In 1992, more than sixty years after Pluto had been discovered, two astronomers working for the department of astronomy at the University of Hawaii located object (15760) 1992 QB1 and determined its mean orbit distance from the Sun at 43.7 AU — more than 11% further from the Sun than Pluto. Astronomers David Jewitt and Jane Luu discovered the first trans-Neptunian object beyond Pluto, and continued to discover dozens more through the end of the century.
Still, the trans-Neptunian objects that were located by Jewitt and Luu were comparatively small — from a few miles to a several dozen miles in width, but none as large as Pluto (735 miles radius). Perhaps it would be just a matter of time before another large object would be found, and the question to be answered was: if a trans-Neptunian object the size of Pluto, or larger, were to be discovered, would that indicate a tenth planet? Would additional discoveries lead us to name more planets? Through the end of the 20th century, the world had become very comfortable knowing a relatively neat system of nine planets, an asteroid belt, and the centaur anomolies found between Jupiter and Neptune. With the discovery of so many dozens of additional TNO’s, and the theory that centaurs likely are TNO’s pulled into their current orbits from beyond the gas giants, the International Astronomical Union realized that clearer definitions for solar system bodies would be required, in order to finely differentiate and categorize the objects in our solar system.

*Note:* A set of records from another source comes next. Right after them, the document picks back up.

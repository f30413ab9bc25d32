//! Runtime context for command execution.
//!
//! The [`RuntimeContext`] holds all the state a command handler needs:
//! resolved `.beads` directory, actor name, global flags, and loaded
//! configuration.

use std::env;
use std::path::PathBuf;
use std::process::Command;

use anyhow::{Context, Result};

use beads_config::{BeadsConfig, find_beads_dir, load_config};

use crate::cli::GlobalArgs;

/// Runtime context passed to every command handler.
///
/// Constructed once in `main` after CLI parsing, before command dispatch.
#[derive(Debug)]
pub struct RuntimeContext {
    /// Resolved `.beads` directory path (e.g., `/repo/.beads`).
    pub beads_dir: Option<PathBuf>,

    /// Actor name for audit trail.
    pub actor: String,

    /// Whether to produce JSON output.
    pub json: bool,

    /// Sandbox mode: disables auto-sync and peer coordination. Resolved
    /// from `--sandbox`, falling back to `config.sandbox`, falling back to
    /// auto-detection via [`beads_lockfile::detect_sandbox`].
    pub sandbox: bool,

    /// Allow operations on potentially stale data.
    pub allow_stale: bool,

    /// Read-only mode: block write operations.
    pub readonly: bool,

    /// Verbose output.
    pub verbose: bool,

    /// Quiet mode: suppress non-essential output.
    pub quiet: bool,

    /// Loaded `.beads/config.yaml`, or defaults if no `.beads` directory
    /// was found.
    pub config: BeadsConfig,
}

impl RuntimeContext {
    /// Build a `RuntimeContext` from parsed global arguments.
    ///
    /// Resolves the actor name using the priority chain documented on
    /// [`resolve_actor`], and the `.beads` directory via
    /// [`beads_config::find_beads_dir`] (which itself honors `BEADS_DIR`,
    /// `redirect` files, and nearest-wins shadowing).
    pub fn from_global_args(global: &GlobalArgs) -> Result<Self> {
        let actor = resolve_actor(global.actor.as_deref());

        let beads_dir = match &global.db {
            Some(db) => Some(PathBuf::from(db)),
            None => {
                let cwd = env::current_dir().context("failed to read current directory")?;
                find_beads_dir(&cwd)
            }
        };

        let config = match &beads_dir {
            Some(dir) => load_config(dir).context("failed to load .beads/config.yaml")?,
            None => BeadsConfig::default(),
        };

        let sandbox = global.sandbox
            || config.sandbox.unwrap_or_else(|| {
                beads_dir
                    .as_deref()
                    .map(beads_lockfile::detect_sandbox)
                    .unwrap_or(false)
            });

        Ok(Self {
            beads_dir,
            actor,
            json: global.json,
            sandbox,
            allow_stale: global.allow_stale,
            readonly: global.readonly,
            verbose: global.verbose,
            quiet: global.quiet,
            config,
        })
    }

    /// Returns the resolved `.beads` directory, if one was found.
    pub fn resolve_db_path(&self) -> Option<PathBuf> {
        self.beads_dir.clone()
    }

    /// Returns the path to the SQLite database file inside the `.beads`
    /// directory, or an error describing the missing directory.
    pub fn db_file(&self) -> Result<PathBuf> {
        self.beads_dir
            .clone()
            .map(|dir| dir.join("beads.db"))
            .context("no .beads directory found (run 'bd init' first)")
    }
}

/// Resolves the actor name using the priority chain.
///
/// Priority: explicit flag > BD_ACTOR env > BEADS_ACTOR env > git config user.name > USER env > "unknown".
pub fn resolve_actor(flag_value: Option<&str>) -> String {
    // 1. Explicit flag value
    if let Some(actor) = flag_value {
        if !actor.is_empty() {
            return actor.to_string();
        }
    }

    // 2. BD_ACTOR env
    if let Ok(actor) = env::var("BD_ACTOR") {
        if !actor.is_empty() {
            return actor;
        }
    }

    // 3. BEADS_ACTOR env
    if let Ok(actor) = env::var("BEADS_ACTOR") {
        if !actor.is_empty() {
            return actor;
        }
    }

    // 4. git config user.name
    if let Ok(output) = Command::new("git").args(["config", "user.name"]).output() {
        if output.status.success() {
            let name = String::from_utf8_lossy(&output.stdout).trim().to_string();
            if !name.is_empty() {
                return name;
            }
        }
    }

    // 5. USER env (Unix) or USERNAME env (Windows)
    if let Ok(user) = env::var("USER").or_else(|_| env::var("USERNAME")) {
        if !user.is_empty() {
            return user;
        }
    }

    // 6. Fallback
    "unknown".to_string()
}

#[cfg(test)]
mod tests {
    use super::*;

    #[test]
    fn resolve_actor_with_flag() {
        assert_eq!(resolve_actor(Some("alice")), "alice");
    }

    #[test]
    fn resolve_actor_empty_flag_falls_through() {
        // With empty flag, it should fall through to env/git/default
        let result = resolve_actor(Some(""));
        assert!(!result.is_empty());
    }

    #[test]
    fn resolve_actor_none_falls_through() {
        let result = resolve_actor(None);
        // Should at least return something (git user, env, or "unknown")
        assert!(!result.is_empty());
    }
}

In 2003, after analyzing data from a newly-discovered TNO named Sedna, the team who made its discovery realized that they may have been discounting additional data from their observations that could reveal additional TNO’s. Astronomers Michael Brown, Chad Trujillo and David Rabinowitz began to re-analyze images taken at the Palomar Observatory, and in January of 2005 discovered (136199) Eris at ~96AU from the Sun. Upon determining that Eris could be as large, or possibly larger than Pluto, the media and even NASA dubbed Eris the “tenth planet.” The issue had been forced: the IAU now needed a clear definition for what constituted a planet, and to determine whether Eris and other TNO’s, centaurs and asteroids fit into that definition.

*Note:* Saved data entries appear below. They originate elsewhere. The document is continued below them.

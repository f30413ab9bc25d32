//! Content fingerprinting for duplicate detection.
//!
//! `fingerprint` hashes the normalized text fields of an issue (title,
//! description, design, acceptance_criteria) so that two issues with the
//! same substantive content hash identically regardless of id, status, or
//! timestamps. Used by the dedup/merge pass in `beads-sync`.

use sha2::{Digest, Sha256};

use crate::issue::Issue;

const SEP: u8 = 0;

/// Normalizes a text field for fingerprinting: trims leading/trailing
/// whitespace and collapses CRLF/CR into LF.
fn normalize(s: &str) -> String {
    s.replace("\r\n", "\n").replace('\r', "\n").trim().to_string()
}

/// Computes a stable content fingerprint over an issue's text fields.
pub fn fingerprint(issue: &Issue) -> String {
    let mut h = Sha256::new();
    for field in [
        &issue.title,
        &issue.description,
        &issue.design,
        &issue.acceptance_criteria,
    ] {
        h.update(normalize(field).as_bytes());
        h.update([SEP]);
    }
    format!("{:x}", h.finalize())
}

#[cfg(test)]
mod tests {
    use super::*;
    use crate::issue::IssueBuilder;

    #[test]
    fn fingerprint_deterministic() {
        let issue = IssueBuilder::new("Test issue")
            .description("A description")
            .priority(2)
            .build();

        assert_eq!(fingerprint(&issue), fingerprint(&issue));
        assert_eq!(fingerprint(&issue).len(), 64);
    }

    #[test]
    fn fingerprint_differs_on_title_change() {
        let issue1 = IssueBuilder::new("Title A").build();
        let issue2 = IssueBuilder::new("Title B").build();
        assert_ne!(fingerprint(&issue1), fingerprint(&issue2));
    }

    #[test]
    fn fingerprint_ignores_id_status_and_timestamps() {
        let mut issue1 = IssueBuilder::new("Same content").description("same body").build();
        let mut issue2 = IssueBuilder::new("Same content").description("same body").build();

        issue1.id = "bd-aaa".into();
        issue2.id = "bd-bbb".into();
        issue1.created_at = chrono::Utc::now();
        issue2.created_at = chrono::DateTime::parse_from_rfc3339("2020-01-01T00:00:00Z")
            .unwrap()
            .with_timezone(&chrono::Utc);

        assert_eq!(fingerprint(&issue1), fingerprint(&issue2));
    }

    #[test]
    fn fingerprint_normalizes_whitespace_and_line_endings() {
        let issue1 = IssueBuilder::new("T").description("line1\r\nline2").build();
        let issue2 = IssueBuilder::new("T").description("line1\nline2").build();
        assert_eq!(fingerprint(&issue1), fingerprint(&issue2));

        let issue3 = IssueBuilder::new("  T  ").build();
        let issue4 = IssueBuilder::new("T").build();
        assert_eq!(fingerprint(&issue3), fingerprint(&issue4));
    }
}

The next year, the IAU announced in 2006 what it had determined to be three requirements for an object to be considered a planet:
The object must orbit the Sun.
The object must have sufficient mass to be nearly round in shape (hydrostatic equilibrium).
The object has “cleared its neighborhood” of orbit of other objects.
The third requirement leaves Pluto out of the picture. As part of his ongoing research in the 1990’s, David Jewitt had discovered many objects in a similar orbit as Pluto, and coined the term “plutinos” to describe them. Like Pluto, they orbit the Sun in a 2:3 resonance with Neptune; thus, Pluto does not fit the requirement. Nor does Eris, as it is part of the scattered disk of icy debris beyond Neptune.
Thousands of solar system objects meet only the first requirement, and these are known as small solar system bodies (SSSB’s). These include most of the asteroids in the main asteroid belt located between Mars and Jupiter; centaurs, those objects in orbit around the Sun located between the orbits of the outer gas giant planets; trojans; and most trans-Neptunian objects including those that become comets.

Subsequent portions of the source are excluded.